A method that has been conventionally considered especially to correct the YV aberration of the three kinds of chromatic aberration was to adjust the amount of current flowing in the vertical deflection coil or to adjust the horizontal magnetic field by means of a pair of correction coils facing in horizontal direction. In case of adjusting the amount of current flowing in the vertical deflection coil, however, a problem arises such that a deformation is enlarged due to inclination of the path of the central electron beam for G even if the YV aberration is corrected.

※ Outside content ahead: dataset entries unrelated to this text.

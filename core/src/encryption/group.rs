//! encryption/group.rs
//!
//! Multiple recipients: one random shared secret, sealed to each recipient's PKE key.
//!
//! Design notes:
//! - Every wrapped copy is bound to its recipient fingerprint as PKE associated data.
//! - The ordered recipient list is part of the body AD (see `build_aad`).
//! - Unwrapping tries the entry matching the key's fingerprint first, then every other
//!   entry; a key that opens none of them is `TagMismatch`.

use serde_bytes::ByteBuf;
use zeroize::Zeroizing;

use crate::config::MessageConfig;
use crate::constants::info;
use crate::crypto::{
    random_bytes, AeadScheme, AuthenticatedCipher, ExpandScheme, Fingerprint, PkeScheme, PrivateKey, PublicKey,
    KEY_LEN_32,
};
use crate::encryption::{expand_body_key, seal_body, Encrypter, Encryption, EncryptionMethod, GroupRecipient};
use crate::scheme::{Algorithm, Schemes};
use crate::types::MessageError;

pub struct GroupEncrypter {
    recipients: Vec<(PublicKey, Algorithm<dyn PkeScheme>)>,
    expand: Algorithm<dyn ExpandScheme>,
    cipher: Algorithm<dyn AeadScheme>,
}

impl GroupEncrypter {
    pub fn new(schemes: &Schemes, recipients: &[PublicKey]) -> Result<Self, MessageError> {
        Self::with_config(schemes, &MessageConfig::default(), recipients)
    }

    /// Every recipient must be a PKE key; duplicates are dropped, order is kept.
    /// Each entry is wrapped with its own key's PKE scheme; `config` picks the expander and body cipher.
    pub fn with_config(
        schemes: &Schemes,
        config: &MessageConfig,
        recipients: &[PublicKey],
    ) -> Result<Self, MessageError> {
        if recipients.is_empty() {
            return Err(MessageError::Config("group encryption needs at least one recipient".into()));
        }
        let mut resolved: Vec<(PublicKey, Algorithm<dyn PkeScheme>)> = Vec::with_capacity(recipients.len());
        for key in recipients {
            let scheme = key.algorithm().pke()?.clone();
            if resolved.iter().any(|(k, _)| k.fingerprint() == key.fingerprint()) {
                continue;
            }
            resolved.push((key.clone(), scheme));
        }
        Ok(Self {
            recipients: resolved,
            expand: schemes.expand.by_name(&config.expand)?,
            cipher: schemes.aead.by_name(&config.cipher)?,
        })
    }

    pub fn recipients(&self) -> impl Iterator<Item = Fingerprint> + '_ {
        self.recipients.iter().map(|(k, _)| k.fingerprint())
    }
}

impl Encrypter for GroupEncrypter {
    fn cipher(&self) -> &Algorithm<dyn AeadScheme> {
        &self.cipher
    }

    fn encrypt(&self, context: &[u8]) -> Result<(Box<dyn AuthenticatedCipher>, Encryption), MessageError> {
        let shared = Zeroizing::new(random_bytes(KEY_LEN_32));
        let mut entries = Vec::with_capacity(self.recipients.len());
        for (key, scheme) in &self.recipients {
            let fingerprint = key.fingerprint();
            let wrapped = scheme.encrypt(key.as_bytes(), &shared, fingerprint.as_bytes())?;
            entries.push(GroupRecipient { fingerprint, scheme: scheme.encode(), wrapped: ByteBuf::from(wrapped) });
        }
        let bound: Vec<Fingerprint> = entries.iter().map(|e| e.fingerprint).collect();
        let body_key = expand_body_key(&self.expand, &shared, &[], info::GROUP_KEY, &self.cipher)?;
        let (live, nonce) = seal_body(&self.cipher, &body_key, context, &bound)?;
        tracing::debug!(recipients = entries.len(), "group secret wrapped");
        let method = EncryptionMethod::Group { expand: self.expand.encode(), recipients: entries };
        Ok((live, Encryption { cipher: self.cipher.encode(), nonce, method }))
    }
}

pub(crate) fn recover_key(
    recipients: &[GroupRecipient],
    expand: &Algorithm<dyn ExpandScheme>,
    key: &PrivateKey,
    cipher: &Algorithm<dyn AeadScheme>,
) -> Result<Zeroizing<Vec<u8>>, MessageError> {
    let scheme = key.algorithm().pke()?;
    let own = key.fingerprint();
    let (mine, others): (Vec<&GroupRecipient>, Vec<&GroupRecipient>) =
        recipients.iter().partition(|r| r.fingerprint == own);

    for entry in mine.into_iter().chain(others) {
        if let Ok(shared) = scheme.decrypt(key.secret_bytes(), &entry.wrapped, entry.fingerprint.as_bytes()) {
            return expand_body_key(expand, &shared, &[], info::GROUP_KEY, cipher);
        }
    }
    tracing::warn!(recipient = %own, entries = recipients.len(), "no group entry opened");
    Err(MessageError::TagMismatch)
}
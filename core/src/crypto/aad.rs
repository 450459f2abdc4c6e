// ## src/crypto/aad.rs

//! Associated data for body ciphers.
//!
//! Layout (all lengths little-endian):
//! `AAD_DOMAIN || u32 len || header context || u16 len || cipher name || u32 count || fingerprints`
//!
//! The header context is the CBOR encoding of every header field known before encryption.
//! The descriptor binding (cipher name, ordered recipient set) is appended so a descriptor
//! cannot be swapped or have recipients substituted without breaking the tag.

use crate::constants::AAD_DOMAIN;
use crate::crypto::keys::Fingerprint;

#[inline]
pub fn build_aad(context: &[u8], cipher: &str, recipients: &[Fingerprint]) -> Vec<u8> {
    let mut out = Vec::with_capacity(
        AAD_DOMAIN.len() + 4 + context.len() + 2 + cipher.len() + 4 + recipients.len() * 32,
    );
    out.extend_from_slice(AAD_DOMAIN);
    out.extend_from_slice(&(context.len() as u32).to_le_bytes());
    out.extend_from_slice(context);
    out.extend_from_slice(&(cipher.len() as u16).to_le_bytes());
    out.extend_from_slice(cipher.as_bytes());
    out.extend_from_slice(&(recipients.len() as u32).to_le_bytes());
    for fp in recipients {
        out.extend_from_slice(fp.as_bytes());
    }
    out
}
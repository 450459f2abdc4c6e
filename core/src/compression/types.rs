//! compression/types.rs
//! Codec capability trait, stream handles, and errors.

use std::io::{self, Read, Write};
use std::ops::RangeInclusive;

use thiserror::Error;

use crate::message::stages::{BoxedReader, BoxedWriter};
use crate::scheme::Scheme;
use crate::telemetry::Tally;

#[derive(Debug, Error, Clone, PartialEq, Eq)]
pub enum CompressionError {
    #[error("{scheme} level {level} outside {min}..={max}")]
    UnsupportedLevel { scheme: &'static str, level: i32, min: i32, max: i32 },

    #[error("{scheme} does not take a compression level")]
    LevelNotAccepted { scheme: &'static str },

    #[error("codec {scheme} init failed: {msg}")]
    CodecInitFailed { scheme: &'static str, msg: String },

    #[error("codec {scheme} process failed: {msg}")]
    CodecProcessFailed { scheme: &'static str, msg: String },
}

impl CompressionError {
    /// Detected before any bytes flow.
    pub fn is_configuration(&self) -> bool {
        matches!(
            self,
            CompressionError::UnsupportedLevel { .. } | CompressionError::LevelNotAccepted { .. }
        )
    }
}

impl From<CompressionError> for io::Error {
    fn from(e: CompressionError) -> Self {
        io::Error::new(io::ErrorKind::InvalidData, e)
    }
}

pub type EncoderSink<'a> = Tally<BoxedWriter<'a>>;
pub type DecoderSource<'a> = Tally<BoxedReader<'a>>;

/// A live compressor writing into the next stage.
pub trait StreamEncoder<'a>: Write + 'a {
    /// Flush the codec trailer and hand back the sink.
    fn finish(self: Box<Self>) -> Result<EncoderSink<'a>, CompressionError>;
}

/// A live decompressor pulling from the previous stage.
pub trait StreamDecoder<'a>: Read + 'a {
    fn into_source(self: Box<Self>) -> DecoderSource<'a>;
}

/// Registry-resolvable compression codec.
pub trait CompressionScheme: Scheme {
    /// Accepted levels; `None` if the codec takes no level.
    fn level_range(&self) -> Option<RangeInclusive<i32>>;

    fn default_level(&self) -> Option<i32>;

    /// Resolve the level to use, rejecting anything the codec cannot honour.
    fn validate_level(&self, level: Option<i32>) -> Result<Option<i32>, CompressionError> {
        match (self.level_range(), level) {
            (None, None) => Ok(None),
            (None, Some(_)) => Err(CompressionError::LevelNotAccepted { scheme: self.name() }),
            (Some(_), None) => Ok(self.default_level()),
            (Some(range), Some(level)) if range.contains(&level) => Ok(Some(level)),
            (Some(range), Some(level)) => Err(CompressionError::UnsupportedLevel {
                scheme: self.name(),
                level,
                min: *range.start(),
                max: *range.end(),
            }),
        }
    }

    /// `level` has already been through `validate_level`.
    fn encoder<'a>(
        &self,
        sink: EncoderSink<'a>,
        level: Option<i32>,
    ) -> Result<Box<dyn StreamEncoder<'a> + 'a>, CompressionError>;

    fn decoder<'a>(&self, source: DecoderSource<'a>) -> Result<Box<dyn StreamDecoder<'a> + 'a>, CompressionError>;
}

Another conventional method used for correction of the XH aberration was to mount iron flaps or correction flaps composed of ferrite core at left and right sides of the neck, and to move the positions thereof. When the correction coils are attached to the left and right sides of the neck to correct the YV aberration, the correction coils are interrupted by the correction flaps in view of their positions, and the effective scope of the correction flaps is limited. As a result, the correctional scope of the XH aberration becomes narrow.
Another method that has been suggested to avoid the interruption with the correction flaps for XH aberration was to install the correction coils for correction of the YV aberration at the neck in a vertical direction for the purpose of adjustment with a vertical magnetic field. However, the correction is limitedly achieved in any one case of either the YV aberration when the B image is outside and the R image is inside or the YV aberration when the R image is outside and the B image is inside to correspond to the connecting direction of the pair of coils. This means that the above method has a drawback of failing to satisfy the needs of bi-directionally correcting the YV aberration.

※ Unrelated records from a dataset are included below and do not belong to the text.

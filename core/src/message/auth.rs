//! message/auth.rs
//!
//! Integrity artifacts written after the body.
//!
//! Design notes:
//! - `Auth` is only reachable through `PendingAuth::finish`, and a `PendingAuth` is only
//!   built once the body chain has been drained and closed.
//! - The signature covers a statement, not the raw digest: domain label, scheme name,
//!   plaintext digest, issuer fingerprint, creation time, optional expiry.
//! - Verification checks the issuer and creation time against the header before the
//!   signature itself, and the validity window last.

use serde::{Deserialize, Serialize};

use crate::constants::SIGNATURE_DOMAIN;
use crate::crypto::{DigestState, Fingerprint, HashScheme, PrivateKey, PublicKey, SignatureScheme};
use crate::message::header::Header;
use crate::scheme::{Algorithm, SchemeName, Schemes};
use crate::types::MessageError;

/// Signature value with its issuer and validity window.
#[derive(Clone, Debug, PartialEq, Eq, Serialize, Deserialize)]
pub struct SignatureRecord {
    pub scheme: SchemeName,
    pub issuer: Fingerprint,
    #[serde(with = "serde_bytes")]
    pub signature: Vec<u8>,
    pub created: i64,
    #[serde(default, skip_serializing_if = "Option::is_none")]
    pub expires: Option<i64>,
}

/// Trailer of a message record.
#[derive(Clone, Debug, Default, PartialEq, Eq, Serialize, Deserialize)]
pub struct Auth {
    /// Body cipher tag; present iff the message is encrypted.
    #[serde(default, skip_serializing_if = "Option::is_none", with = "serde_bytes")]
    pub tag: Option<Vec<u8>>,
    /// Present iff the header names a sender.
    #[serde(default, skip_serializing_if = "Option::is_none")]
    pub signature: Option<SignatureRecord>,
}

/// Artifacts collected when the body chain closed, not yet sealed into `Auth`.
#[derive(Debug)]
pub struct PendingAuth {
    tag: Option<Vec<u8>>,
    signature: Option<SignatureRecord>,
}

impl PendingAuth {
    pub(crate) fn closed(tag: Option<Vec<u8>>, signature: Option<SignatureRecord>) -> Self {
        Self { tag, signature }
    }

    pub fn finish(self) -> Auth {
        Auth { tag: self.tag, signature: self.signature }
    }
}

fn statement(
    scheme: &str,
    digest: &[u8],
    issuer: &Fingerprint,
    created: i64,
    expires: Option<i64>,
) -> Vec<u8> {
    let mut out = Vec::with_capacity(SIGNATURE_DOMAIN.len() + 2 + scheme.len() + 4 + digest.len() + 32 + 17);
    out.extend_from_slice(SIGNATURE_DOMAIN);
    out.extend_from_slice(&(scheme.len() as u16).to_le_bytes());
    out.extend_from_slice(scheme.as_bytes());
    out.extend_from_slice(&(digest.len() as u32).to_le_bytes());
    out.extend_from_slice(digest);
    out.extend_from_slice(issuer.as_bytes());
    out.extend_from_slice(&created.to_le_bytes());
    match expires {
        Some(t) => {
            out.push(1);
            out.extend_from_slice(&t.to_le_bytes());
        }
        None => out.push(0),
    }
    out
}

/// Signing key plus the validity window of the signature it will produce.
pub struct Signer {
    key: PrivateKey,
    scheme: Algorithm<dyn SignatureScheme>,
    digest: Algorithm<dyn HashScheme>,
    created: i64,
    expires: Option<i64>,
}

impl Signer {
    /// Rejects anything but a signing key.
    pub fn new(schemes: &Schemes, key: PrivateKey, created: i64, expires: Option<i64>) -> Result<Self, MessageError> {
        let scheme = key.algorithm().signature()?.clone();
        let digest = schemes.hash.by_name(scheme.digest())?;
        Ok(Self { key, scheme, digest, created, expires })
    }

    pub fn issuer(&self) -> Fingerprint {
        self.key.fingerprint()
    }

    pub fn digest_state(&self) -> DigestState {
        self.digest.hasher()
    }

    pub fn sign(&self, digest: &[u8]) -> Result<SignatureRecord, MessageError> {
        let issuer = self.issuer();
        let msg = statement(self.scheme.name(), digest, &issuer, self.created, self.expires);
        let signature = self.scheme.sign(self.key.secret_bytes(), &msg)?;
        Ok(SignatureRecord {
            scheme: self.scheme.encode(),
            issuer,
            signature,
            created: self.created,
            expires: self.expires,
        })
    }
}

/// Digest state matching what `issuer` signs with.
pub fn verifier_digest(schemes: &Schemes, issuer: &PublicKey) -> Result<DigestState, MessageError> {
    let scheme = issuer.algorithm().signature()?;
    Ok(schemes.hash.by_name(scheme.digest())?.hasher())
}

impl SignatureRecord {
    /// Check this record against the header, the issuer key and the plaintext digest.
    pub fn verify(&self, header: &Header, issuer: &PublicKey, digest: &[u8], now: i64) -> Result<(), MessageError> {
        let scheme = issuer.algorithm().signature()?;
        let bound = header.sender == Some(self.issuer)
            && issuer.fingerprint() == self.issuer
            && header.time == self.created
            && scheme.name() == self.scheme.as_str();
        if !bound {
            tracing::warn!(issuer = %self.issuer, "signature record does not match header or issuer key");
            return Err(MessageError::SignatureInvalid);
        }
        let msg = statement(scheme.name(), digest, &self.issuer, self.created, self.expires);
        scheme.verify(issuer.as_bytes(), &msg, &self.signature).map_err(|e| {
            tracing::warn!(issuer = %self.issuer, error = %e, "signature rejected");
            MessageError::SignatureInvalid
        })?;
        match self.expires {
            Some(expires) if expires < now => Err(MessageError::SignatureExpired { expires, now }),
            _ => Ok(()),
        }
    }
}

It is, therefore, an object of the present invention to provide an electron beam deflection system and a color tube using the same that can facilitate correction of the XH aberration with a simple structure and perfectly correct the bi-directional YV aberration.
To achieve the above objects, there is provided an electron beam deflection system positioned outside of a main body of a color tube having a neck, inside of which electron beams are arranged in a horizontal direction, and a display unit extended from the neck in its diameter for displaying images by means of electron beams scanned from the electron beams, the system comprising: a pair of horizontal deflection coils arranged to face with each other in a vertical direction; a pair of vertical deflection coils arranged to face with each other in a horizontal direction; and a pair of coils arranged to face with each other in a vertical direction outside of the neck, each of the coils including a correction coil in a diametric direction of the neck for generating a magnetic field in an opposite direction to the direction of correcting a YV aberration.

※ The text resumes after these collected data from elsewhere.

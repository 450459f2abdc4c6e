//! crypto/aead.rs
//! Streaming authenticated ciphers for message bodies.
//!
//! Design notes:
//! - Encrypt-then-MAC: a stream cipher keyed with one subkey, a MAC keyed with another.
//!   Both subkeys are derived from the 32-byte message key, never used directly.
//! - The MAC absorbs the associated data, then every ciphertext byte in order, then
//!   both lengths (u64 LE). The tag is only available once the body is complete.
//! - Ciphertext length equals plaintext length; the tag travels in the trailer.
//! - Tag comparison is constant-time (`tags_match`).

use std::sync::Arc;

use chacha20::cipher::{KeyIvInit, StreamCipher};
use chacha20::XChaCha20;
use hkdf::Hkdf;
use hmac::{Hmac, Mac};
use sha2::Sha256;
use subtle::ConstantTimeEq;
use zeroize::Zeroizing;

use crate::crypto::types::{CryptoError, KEY_LEN_32, TAG_LEN_32};
use crate::scheme::{Registry, Scheme};

type Aes256Ctr = ctr::Ctr128BE<aes::Aes256>;
type HmacSha256 = Hmac<Sha256>;

/// Incremental cipher state for one message body.
pub trait AuthenticatedCipher: Send {
    /// Encrypt `buf` in place and absorb the resulting ciphertext.
    fn encrypt_in_place(&mut self, buf: &mut [u8]);

    /// Absorb `buf` as ciphertext, then decrypt it in place.
    fn decrypt_in_place(&mut self, buf: &mut [u8]);

    /// Tag over the associated data and all ciphertext processed so far.
    fn finish(self: Box<Self>) -> Vec<u8>;
}

pub trait AeadScheme: Scheme {
    fn key_size(&self) -> usize;
    fn nonce_size(&self) -> usize;
    fn tag_size(&self) -> usize;

    fn new_cipher(
        &self,
        key: &[u8],
        nonce: &[u8],
        associated_data: &[u8],
    ) -> Result<Box<dyn AuthenticatedCipher>, CryptoError>;
}

/// Constant-time tag comparison.
#[inline]
pub fn tags_match(expected: &[u8], actual: &[u8]) -> bool {
    expected.len() == actual.len() && bool::from(expected.ct_eq(actual))
}

enum Keystream {
    XChaCha20(XChaCha20),
    Aes256Ctr(Aes256Ctr),
}

impl Keystream {
    #[inline]
    fn apply(&mut self, buf: &mut [u8]) {
        match self {
            Keystream::XChaCha20(c) => c.apply_keystream(buf),
            Keystream::Aes256Ctr(c) => c.apply_keystream(buf),
        }
    }
}

enum MacState {
    Blake3(Box<blake3::Hasher>),
    HmacSha256(HmacSha256),
}

impl MacState {
    #[inline]
    fn update(&mut self, data: &[u8]) {
        match self {
            MacState::Blake3(h) => { h.update(data); }
            MacState::HmacSha256(m) => m.update(data),
        }
    }

    fn finalize(self) -> Vec<u8> {
        match self {
            MacState::Blake3(h) => h.finalize().as_bytes().to_vec(),
            MacState::HmacSha256(m) => m.finalize().into_bytes().to_vec(),
        }
    }
}

struct EtmCipher {
    keystream: Keystream,
    mac: MacState,
    ad_len: u64,
    ct_len: u64,
}

impl EtmCipher {
    fn new(keystream: Keystream, mut mac: MacState, associated_data: &[u8]) -> Self {
        mac.update(associated_data);
        Self { keystream, mac, ad_len: associated_data.len() as u64, ct_len: 0 }
    }
}

impl AuthenticatedCipher for EtmCipher {
    fn encrypt_in_place(&mut self, buf: &mut [u8]) {
        self.keystream.apply(buf);
        self.mac.update(buf);
        self.ct_len += buf.len() as u64;
    }

    fn decrypt_in_place(&mut self, buf: &mut [u8]) {
        self.mac.update(buf);
        self.ct_len += buf.len() as u64;
        self.keystream.apply(buf);
    }

    fn finish(self: Box<Self>) -> Vec<u8> {
        let EtmCipher { mut mac, ad_len, ct_len, .. } = *self;
        mac.update(&ad_len.to_le_bytes());
        mac.update(&ct_len.to_le_bytes());
        mac.finalize()
    }
}

fn check_lengths(key: &[u8], nonce: &[u8], nonce_len: usize) -> Result<(), CryptoError> {
    if key.len() != KEY_LEN_32 {
        return Err(CryptoError::InvalidKeyLen { expected: KEY_LEN_32, actual: key.len() });
    }
    if nonce.len() != nonce_len {
        return Err(CryptoError::InvalidNonceLen { expected: nonce_len, actual: nonce.len() });
    }
    Ok(())
}

/// XChaCha20 keystream with a keyed BLAKE3 MAC. 24-byte nonce.
struct XChaCha20Blake3;

impl XChaCha20Blake3 {
    const NONCE_LEN: usize = 24;
    const ENC_CONTEXT: &'static str = "pqseal v1 XCHACHA20-BLAKE3 encryption key";
    const MAC_CONTEXT: &'static str = "pqseal v1 XCHACHA20-BLAKE3 authentication key";
}

impl Scheme for XChaCha20Blake3 {
    fn name(&self) -> &'static str {
        "XCHACHA20-BLAKE3"
    }
}

impl AeadScheme for XChaCha20Blake3 {
    fn key_size(&self) -> usize { KEY_LEN_32 }
    fn nonce_size(&self) -> usize { Self::NONCE_LEN }
    fn tag_size(&self) -> usize { TAG_LEN_32 }

    fn new_cipher(
        &self,
        key: &[u8],
        nonce: &[u8],
        associated_data: &[u8],
    ) -> Result<Box<dyn AuthenticatedCipher>, CryptoError> {
        check_lengths(key, nonce, Self::NONCE_LEN)?;
        let enc_key = Zeroizing::new(blake3::derive_key(Self::ENC_CONTEXT, key));
        let mac_key = Zeroizing::new(blake3::derive_key(Self::MAC_CONTEXT, key));

        let cipher = XChaCha20::new_from_slices(enc_key.as_slice(), nonce)
            .map_err(|_| CryptoError::Failure("XChaCha20 init failed".into()))?;
        let mac = blake3::Hasher::new_keyed(&mac_key);

        Ok(Box::new(EtmCipher::new(
            Keystream::XChaCha20(cipher),
            MacState::Blake3(Box::new(mac)),
            associated_data,
        )))
    }
}

/// AES-256 in CTR mode with HMAC-SHA256. 16-byte initial counter block.
struct Aes256CtrHmacSha256;

impl Aes256CtrHmacSha256 {
    const NONCE_LEN: usize = 16;
}

impl Scheme for Aes256CtrHmacSha256 {
    fn name(&self) -> &'static str {
        "AES256CTR-HMAC-SHA256"
    }
}

impl AeadScheme for Aes256CtrHmacSha256 {
    fn key_size(&self) -> usize { KEY_LEN_32 }
    fn nonce_size(&self) -> usize { Self::NONCE_LEN }
    fn tag_size(&self) -> usize { TAG_LEN_32 }

    fn new_cipher(
        &self,
        key: &[u8],
        nonce: &[u8],
        associated_data: &[u8],
    ) -> Result<Box<dyn AuthenticatedCipher>, CryptoError> {
        check_lengths(key, nonce, Self::NONCE_LEN)?;

        let hk = Hkdf::<Sha256>::new(None, key);
        let mut enc_key = Zeroizing::new([0u8; KEY_LEN_32]);
        let mut mac_key = Zeroizing::new([0u8; KEY_LEN_32]);
        hk.expand(b"pqseal v1 AES256CTR encryption key", enc_key.as_mut_slice())
            .map_err(|_| CryptoError::Failure("HKDF expand failed (SHA-256)".into()))?;
        hk.expand(b"pqseal v1 HMAC-SHA256 authentication key", mac_key.as_mut_slice())
            .map_err(|_| CryptoError::Failure("HKDF expand failed (SHA-256)".into()))?;

        let cipher = Aes256Ctr::new_from_slices(enc_key.as_slice(), nonce)
            .map_err(|_| CryptoError::Failure("AES-256-CTR init failed".into()))?;
        let mac = <HmacSha256 as Mac>::new_from_slice(mac_key.as_slice())
            .map_err(|_| CryptoError::Failure("HMAC init failed".into()))?;

        Ok(Box::new(EtmCipher::new(
            Keystream::Aes256Ctr(cipher),
            MacState::HmacSha256(mac),
            associated_data,
        )))
    }
}

pub fn register_standard(registry: &mut Registry<dyn AeadScheme>) {
    registry.register(Arc::new(XChaCha20Blake3));
    registry.register(Arc::new(Aes256CtrHmacSha256));
}

#[cfg(test)]
mod tests {
    use super::*;
    use crate::scheme::SchemeFamily;

    fn registry() -> Registry<dyn AeadScheme> {
        let mut r: Registry<dyn AeadScheme> = Registry::new(SchemeFamily::Aead);
        register_standard(&mut r);
        r
    }

    #[test]
    fn chunked_encryption_matches_single_pass_and_decrypts() {
        for name in ["XCHACHA20-BLAKE3", "AES256CTR-HMAC-SHA256"] {
            let aead = registry().by_name(name).unwrap();
            let key = [7u8; 32];
            let nonce = vec![3u8; aead.nonce_size()];
            let plain: Vec<u8> = (0..1000u32).map(|i| (i % 251) as u8).collect();

            let mut whole = plain.clone();
            let mut c = aead.new_cipher(&key, &nonce, b"ad").unwrap();
            c.encrypt_in_place(&mut whole);
            let tag_whole = c.finish();

            let mut pieces = plain.clone();
            let mut c = aead.new_cipher(&key, &nonce, b"ad").unwrap();
            for chunk in pieces.chunks_mut(77) {
                c.encrypt_in_place(chunk);
            }
            assert_eq!(pieces, whole, "{name}");
            assert_eq!(c.finish(), tag_whole, "{name}");

            let mut d = aead.new_cipher(&key, &nonce, b"ad").unwrap();
            d.decrypt_in_place(&mut whole);
            assert_eq!(whole, plain, "{name}");
            assert!(tags_match(&tag_whole, &d.finish()));
        }
    }

    #[test]
    fn associated_data_changes_tag() {
        let aead = registry().by_name("XCHACHA20-BLAKE3").unwrap();
        let nonce = [0u8; 24];
        let tag_a = aead.new_cipher(&[1; 32], &nonce, b"a").unwrap().finish();
        let tag_b = aead.new_cipher(&[1; 32], &nonce, b"b").unwrap().finish();
        assert!(!tags_match(&tag_a, &tag_b));
    }

    #[test]
    fn rejects_bad_lengths() {
        let aead = registry().by_name("AES256CTR-HMAC-SHA256").unwrap();
        assert!(matches!(
            aead.new_cipher(&[0; 16], &[0; 16], b"").err(),
            Some(CryptoError::InvalidKeyLen { expected: 32, actual: 16 })
        ));
        assert!(matches!(
            aead.new_cipher(&[0; 32], &[0; 12], b"").err(),
            Some(CryptoError::InvalidNonceLen { expected: 16, actual: 12 })
        ));
    }
}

A first coil and a second coil constituting the correction coil are serially connected for generating magnetic fields in opposite directions. The phase of the connecting point between the first coil and the second coil is controlled by a variable resistor.
The first coil and the second coil constituting the correction coil comprise one or more coils on a core, and are serially connected at the respective ends thereof.
The present invention is characterized in that a pair of central beam correction coils are provided for correcting aberration of the electron beams from the central one of the electron guns, and each of the correction coil composed of the first and the second coils is provided inside of the respective correction coils of the central electron beam.
The present invention is also characterized by comprising an electron beam deflection system and a main body of a color tube.